I wasn’t prepared for this feeling of awkwardness, for the insecurity not knowing a language would bring. Last time we were here, I was young, too young to be self-conscious or care what people thought of me. Now I care. Now I want to have it all together, to say just the right thing. But of course I can’t. Of course I’ll make mistakes, ask for a table when I mean a bag. No one even expects me to be perfect—except me.
We enter the room filled with all the other newcomers, and I feel even more out of place. Now it’s not just German, it’s Spanish, French, Italian, Dutch. There’s even a Norwegian family. I feel bad, because they can all speak my language, at least a little, and I don’t know anything of theirs. I hate feeling pampered, like I owe something to everyone. Here they all are, bilingual, and I’m here stumbling along with my dankes and entschuldigungs. It’s my pride, I know, and it smears over everything in its putrid black haze.

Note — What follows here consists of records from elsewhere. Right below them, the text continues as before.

//! Connection Handler Module
//!
//! This module serves a single client connection. Every connection runs as
//! its own task on the server instance's event-loop thread and repeats one
//! strict cycle until the peer goes away.
//!
//! ## Connection Lifecycle
//!
//! ```text
//! 1. Accepted by the event loop
//!        │
//!        ▼
//! 2. ┌──────────────────────────────┐
//!    │  Active (awaiting a frame)   │
//!    │                              │
//!    │  ┌─────────────────────────┐ │
//!    │  │ Read 128 bytes          │ │
//!    │  └───────────┬─────────────┘ │
//!    │              ▼               │
//!    │  ┌─────────────────────────┐ │
//!    │  │ Dispatch by opcode      │ │
//!    │  └───────────┬─────────────┘ │
//!    │              ▼               │
//!    │  ┌─────────────────────────┐ │
//!    │  │ Write 128 bytes         │ │
//!    │  └───────────┬─────────────┘ │
//!    │              ▼               │
//!    │         [Loop back]          │
//!    └──────────────────────────────┘
//!        │
//!        ▼
//! 3. Closed (EOF, read error, write error)
//! ```
//!
//! ## Short Reads
//!
//! TCP is a stream protocol, so a frame may arrive in several segments.
//! Incoming bytes are accumulated in a `BytesMut` until a full frame is
//! buffered. Any bytes past the first frame stay in the buffer for the next
//! cycle, which keeps responses in request order.
//!
//! ## Error Classification
//!
//! | Condition                              | Outcome                     |
//! |----------------------------------------|-----------------------------|
//! | EOF between frames                     | connection closed           |
//! | EOF inside a frame, read error         | connection closed           |
//! | write error: broken pipe / reset       | connection closed           |
//! | any other write error                  | fatal: server loop stops    |

use crate::commands::Dispatcher;
use crate::connection::stats::ServerStats;
use crate::protocol::{FrameError, RequestFrame, ResponseFrame, FRAME_LEN};
use bytes::BytesMut;
use std::io;
use std::net::SocketAddr;
use std::sync::Arc;
use tokio::io::{AsyncRead, AsyncReadExt, AsyncWrite, AsyncWriteExt};
use tracing::{debug, error, trace};

/// How a connection ended.
#[derive(Debug)]
pub enum ConnectionOutcome {
    /// Only this connection is affected
    Closed,
    /// The server must stop serving
    Fatal(ConnectionError),
}

/// Errors that can occur while serving a connection.
#[derive(Debug, thiserror::Error)]
pub enum ConnectionError {
    /// Reading the request failed
    #[error("read failed: {0}")]
    Read(#[source] io::Error),

    /// Writing the response failed
    #[error("write failed: {0}")]
    Write(#[source] io::Error),

    /// A buffered frame could not be decoded
    #[error("frame error: {0}")]
    Frame(#[from] FrameError),

    /// Client closed the connection between frames
    #[error("client disconnected")]
    ClientDisconnected,

    /// Client closed the connection in the middle of a frame
    #[error("unexpected end of stream with {buffered} bytes of a frame buffered")]
    UnexpectedEof { buffered: usize },
}

impl ConnectionError {
    /// Returns true if this error must take the whole server down.
    ///
    /// Only send failures that do not mean "the peer went away" qualify.
    pub fn is_fatal(&self) -> bool {
        matches!(self, ConnectionError::Write(e) if !is_peer_gone(e))
    }
}

/// Returns true if `err` means the peer reset or abandoned the connection.
fn is_peer_gone(err: &io::Error) -> bool {
    matches!(
        err.kind(),
        io::ErrorKind::BrokenPipe
            | io::ErrorKind::ConnectionReset
            | io::ErrorKind::ConnectionAborted
    )
}

/// Serves one client connection.
///
/// Generic over the stream so the cycle can be driven by any
/// `AsyncRead + AsyncWrite` transport.
pub struct ConnectionHandler<S> {
    /// The client stream
    stream: S,

    /// Client's address (for logging)
    addr: SocketAddr,

    /// Bytes received but not yet consumed as a frame
    buffer: BytesMut,

    /// Routes requests to handlers
    dispatcher: Dispatcher,

    /// Server statistics (shared)
    stats: Arc<ServerStats>,
}

impl<S> ConnectionHandler<S>
where
    S: AsyncRead + AsyncWrite + Unpin,
{
    /// Creates a new connection handler and counts the connection as open.
    pub fn new(
        stream: S,
        addr: SocketAddr,
        dispatcher: Dispatcher,
        stats: Arc<ServerStats>,
    ) -> Self {
        stats.connection_opened();

        Self {
            stream,
            addr,
            buffer: BytesMut::with_capacity(FRAME_LEN),
            dispatcher,
            stats,
        }
    }

    /// Runs request/response cycles until the connection ends.
    pub async fn run(mut self) -> ConnectionOutcome {
        debug!(client = %self.addr, "Client connected");

        let result = self.main_loop().await;

        let err = match result {
            Ok(()) => return ConnectionOutcome::Closed,
            Err(e) => e,
        };

        if err.is_fatal() {
            error!(client = %self.addr, error = %err, "Unrecoverable send failure");
            return ConnectionOutcome::Fatal(err);
        }

        match err {
            ConnectionError::ClientDisconnected => {
                debug!(client = %self.addr, "Client disconnected");
            }
            e => debug!(client = %self.addr, error = %e, "Closing connection"),
        }

        ConnectionOutcome::Closed
    }

    /// The read-dispatch-respond loop.
    async fn main_loop(&mut self) -> Result<(), ConnectionError> {
        loop {
            let request = self.read_frame().await?;
            let response = self.dispatcher.dispatch(&request);

            if let Ok(status) = response.status() {
                self.stats.request_served(status);
                trace!(
                    client = %self.addr,
                    opcode = request.opcode(),
                    status = status.code(),
                    "Dispatched request"
                );
            }

            self.write_frame(&response).await?;
        }
    }

    /// Reads until one full request frame is buffered, then consumes it.
    async fn read_frame(&mut self) -> Result<RequestFrame, ConnectionError> {
        while self.buffer.len() < FRAME_LEN {
            self.buffer.reserve(FRAME_LEN - self.buffer.len());

            let n = self
                .stream
                .read_buf(&mut self.buffer)
                .await
                .map_err(ConnectionError::Read)?;

            if n == 0 {
                return Err(if self.buffer.is_empty() {
                    ConnectionError::ClientDisconnected
                } else {
                    ConnectionError::UnexpectedEof {
                        buffered: self.buffer.len(),
                    }
                });
            }

            self.stats.bytes_read(n);
            trace!(client = %self.addr, bytes = n, "Read data");
        }

        let frame = self.buffer.split_to(FRAME_LEN);
        Ok(RequestFrame::decode(&frame)?)
    }

    /// Writes one full response frame.
    async fn write_frame(&mut self, response: &ResponseFrame) -> Result<(), ConnectionError> {
        let bytes = response.to_bytes();
        self.stream
            .write_all(&bytes)
            .await
            .map_err(ConnectionError::Write)?;
        self.stream.flush().await.map_err(ConnectionError::Write)?;
        self.stats.bytes_written(bytes.len());
        Ok(())
    }
}

impl<S> Drop for ConnectionHandler<S> {
    fn drop(&mut self) {
        // Also runs when the event loop aborts the task.
        self.stats.connection_closed();
    }
}
//! # msgsrv - A Fixed-Frame Binary Command Server
//!
//! msgsrv lets a process expose a small set of binary commands over TCP.
//! Other processes connect, send fixed-size request frames, and receive
//! fixed-size response frames carrying a status code.
//!
//! ## Features
//!
//! - **Fixed Frames**: 32 big-endian `u32` words per request and response
//! - **Opcode Dispatch**: An immutable table routes each request to a handler
//! - **One Thread per Server**: Each instance multiplexes all its clients on
//!   a single event-loop thread, so handlers never run concurrently
//! - **Explicit Lifecycle**: Start, wait until listening, stop, join
//!
//! ## Architecture
//!
//! ```text
//! ┌─────────────────────────────────────────────────────────────────────────┐
//! │                         Server thread (per port)                        │
//! │                                                                         │
//! │  ┌─────────────┐    ┌─────────────┐    ┌─────────────┐                  │
//! │  │  Listener   │───>│ Event Loop  │───>│ Connection  │                  │
//! │  │ (bootstrap) │    │ (select!)   │    │  Handler    │                  │
//! │  └─────────────┘    └─────────────┘    └──────┬──────┘                  │
//! │                                               │                         │
//! │                                               ▼                         │
//! │  ┌─────────────┐    ┌──────────────────────────────────────────────┐   │
//! │  │   Frame     │    │              Dispatcher                      │   │
//! │  │   Codec     │    │   opcode ──> CommandTable ──> CommandHandler │   │
//! │  └─────────────┘    └──────────────────────────────────────────────┘   │
//! └─────────────────────────────────────────────────────────────────────────┘
//! ```
//!
//! ## Quick Start
//!
//! ```ignore
//! use msgsrv::commands::CommandTable;
//! use msgsrv::server::{start, ServerDescriptor};
//!
//! #[tokio::main]
//! async fn main() -> anyhow::Result<()> {
//!     let table = CommandTable::builder()
//!         .register_fn(0x10, |request, response| {
//!             response[1] = request[1];
//!             Ok(())
//!         })
//!         .unimplemented(0x20)
//!         .build();
//!
//!     let mut server = start(ServerDescriptor::new(5000, table))?;
//!     server.ready().await?;
//!
//!     tokio::signal::ctrl_c().await?;
//!     server.stop();
//!     Ok(())
//! }
//! ```
//!
//! ## Module Overview
//!
//! - [`protocol`]: Frame layout, status codes and the wire codec
//! - [`commands`]: Handler trait, command table and dispatcher
//! - [`connection`]: Per-connection request/response cycle and statistics
//! - [`server`]: Listener bootstrap, event loop and lifecycle handle
//! - [`client`]: A small async client
//!
//! ## Design Highlights
//!
//! ### Single-Threaded Instances
//!
//! Each server runs on its own OS thread with a current-thread Tokio
//! runtime. Connection tasks share that thread, so the command table is read
//! without locks and handler calls are serialized. A handler that blocks
//! stalls its whole instance.
//!
//! ### Status Codes
//!
//! Command outcomes travel in-band: `200` OK, `100` unknown command, `110`
//! not implemented, `120` handler error. Server-side failures are logged and
//! reported only through the [`ServerHandle`].

pub mod client;
pub mod commands;
pub mod connection;
pub mod protocol;
pub mod server;

use std::net::{IpAddr, Ipv4Addr};

// Re-export commonly used types for convenience
pub use client::{ClientError, MessageClient};
pub use commands::{CommandHandler, CommandTable, Dispatcher, HandlerError, HandlerResult};
pub use connection::ServerStats;
pub use protocol::{FrameError, RequestFrame, ResponseFrame, Status};
pub use server::{start, ServerConfig, ServerDescriptor, ServerError, ServerHandle};

/// The default port msgsrv listens on
pub const DEFAULT_PORT: u16 = 5000;

/// The default host msgsrv binds to (all interfaces)
pub const DEFAULT_HOST: IpAddr = IpAddr::V4(Ipv4Addr::UNSPECIFIED);

/// Maximum number of pending connections on the listening socket
pub const DEFAULT_BACKLOG: u32 = 5;

/// Version of msgsrv
pub const VERSION: &str = env!("CARGO_PKG_VERSION");
//! Server Statistics
//!
//! Lock-free counters shared between the event loop, every connection of a
//! server instance, and the [`ServerHandle`](crate::server::ServerHandle)
//! held by the embedding application.

use crate::protocol::Status;
use std::sync::atomic::{AtomicU64, Ordering};

/// Statistics for one server instance.
#[derive(Debug, Default)]
pub struct ServerStats {
    /// Total number of connections accepted
    pub connections_accepted: AtomicU64,
    /// Currently open client connections
    pub active_connections: AtomicU64,
    /// Accept attempts that failed
    pub accept_errors: AtomicU64,
    /// Total requests dispatched
    pub requests_served: AtomicU64,
    /// Total bytes read
    pub bytes_read: AtomicU64,
    /// Total bytes written
    pub bytes_written: AtomicU64,
    /// Responses sent, indexed like `Status::ALL`
    responses: [AtomicU64; 4],
}

impl ServerStats {
    pub fn new() -> Self {
        Self::default()
    }

    pub fn connection_opened(&self) {
        self.connections_accepted.fetch_add(1, Ordering::Relaxed);
        self.active_connections.fetch_add(1, Ordering::Relaxed);
    }

    pub fn connection_closed(&self) {
        self.active_connections.fetch_sub(1, Ordering::Relaxed);
    }

    pub fn accept_failed(&self) {
        self.accept_errors.fetch_add(1, Ordering::Relaxed);
    }

    pub fn request_served(&self, status: Status) {
        self.requests_served.fetch_add(1, Ordering::Relaxed);
        self.responses[status_slot(status)].fetch_add(1, Ordering::Relaxed);
    }

    pub fn bytes_read(&self, count: usize) {
        self.bytes_read.fetch_add(count as u64, Ordering::Relaxed);
    }

    pub fn bytes_written(&self, count: usize) {
        self.bytes_written
            .fetch_add(count as u64, Ordering::Relaxed);
    }

    /// Number of responses sent with `status`.
    pub fn responses(&self, status: Status) -> u64 {
        self.responses[status_slot(status)].load(Ordering::Relaxed)
    }

    /// Number of currently open client connections.
    pub fn active(&self) -> u64 {
        self.active_connections.load(Ordering::Relaxed)
    }
}

fn status_slot(status: Status) -> usize {
    match status {
        Status::UnknownCommand => 0,
        Status::NotImplemented => 1,
        Status::HandlerError => 2,
        Status::Ok => 3,
    }
}

#[cfg(test)]
mod tests {
    use super::*;

    #[test]
    fn test_connection_counters() {
        let stats = ServerStats::new();
        stats.connection_opened();
        stats.connection_opened();
        stats.connection_closed();

        assert_eq!(stats.connections_accepted.load(Ordering::Relaxed), 2);
        assert_eq!(stats.active(), 1);
    }

    #[test]
    fn test_responses_by_status() {
        let stats = ServerStats::new();
        stats.request_served(Status::Ok);
        stats.request_served(Status::Ok);
        stats.request_served(Status::NotImplemented);

        assert_eq!(stats.requests_served.load(Ordering::Relaxed), 3);
        assert_eq!(stats.responses(Status::Ok), 2);
        assert_eq!(stats.responses(Status::NotImplemented), 1);
        assert_eq!(stats.responses(Status::UnknownCommand), 0);
        assert_eq!(stats.responses(Status::HandlerError), 0);
    }

    #[test]
    fn test_slots_follow_status_order() {
        for (i, status) in Status::ALL.into_iter().enumerate() {
            assert_eq!(status_slot(status), i);
        }
    }
}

But as we begin to tour the city, as we all experience things together, laugh about the city’s legends together, I begin to relax. To realize that they don’t have it all together—the Italians especially, they struggle with my language, and that heartens me. We are all new together, and few of us (except the Dutch, who seem to be fluent in everything) speak any German. I feel bonds strengthening between us, small ones because we still cannot really communicate—but then, what is language when you meet each other’s eyes and smile and laugh at what the tour guide says?
Yes, we can do this.
And I begin to realize too the beauty of the differences. The sound of the different languages sing in my ear, these varied tunes blending together into a rich harmony. Look around, look around, I tell myself, as I walk with Italians and Spaniards and French through the cobblestone streets of a German town, at how lucky you are to be alive right now. Who else gets to stand at this intersection of cultures, this gathering of people from all over, united in purpose, laughing as one under the sun?
As we leave the restaurant, the bells begin to ring. 7:00. They toll on and on, some deep fairy tune, constant like the strength of the cathedral’s old stones.
In Kansas, there was a bell tower right near our house, less than a block away. We called it the bell clock. I remember when it broke and stood silent for months on end. I mourned it. It was like the loss of a beloved friend. When they finally fixed it, I couldn’t stop smiling.
And here, now, here it is again. The bells are singing to me. The song of the bell back home mingles with the bells here, and I can almost see it, a trail of gold glory, of divine love, crossing the ocean, from home to home, and that is it:
This is home.
Home is where the heart is, they say. For me, home is where He is, and He is here. He is proving that to me in every garden I pass, in every breath of clear wind, in every delicious chocolate.
The bells ring, and I hear Him sing: I am here. I am with you.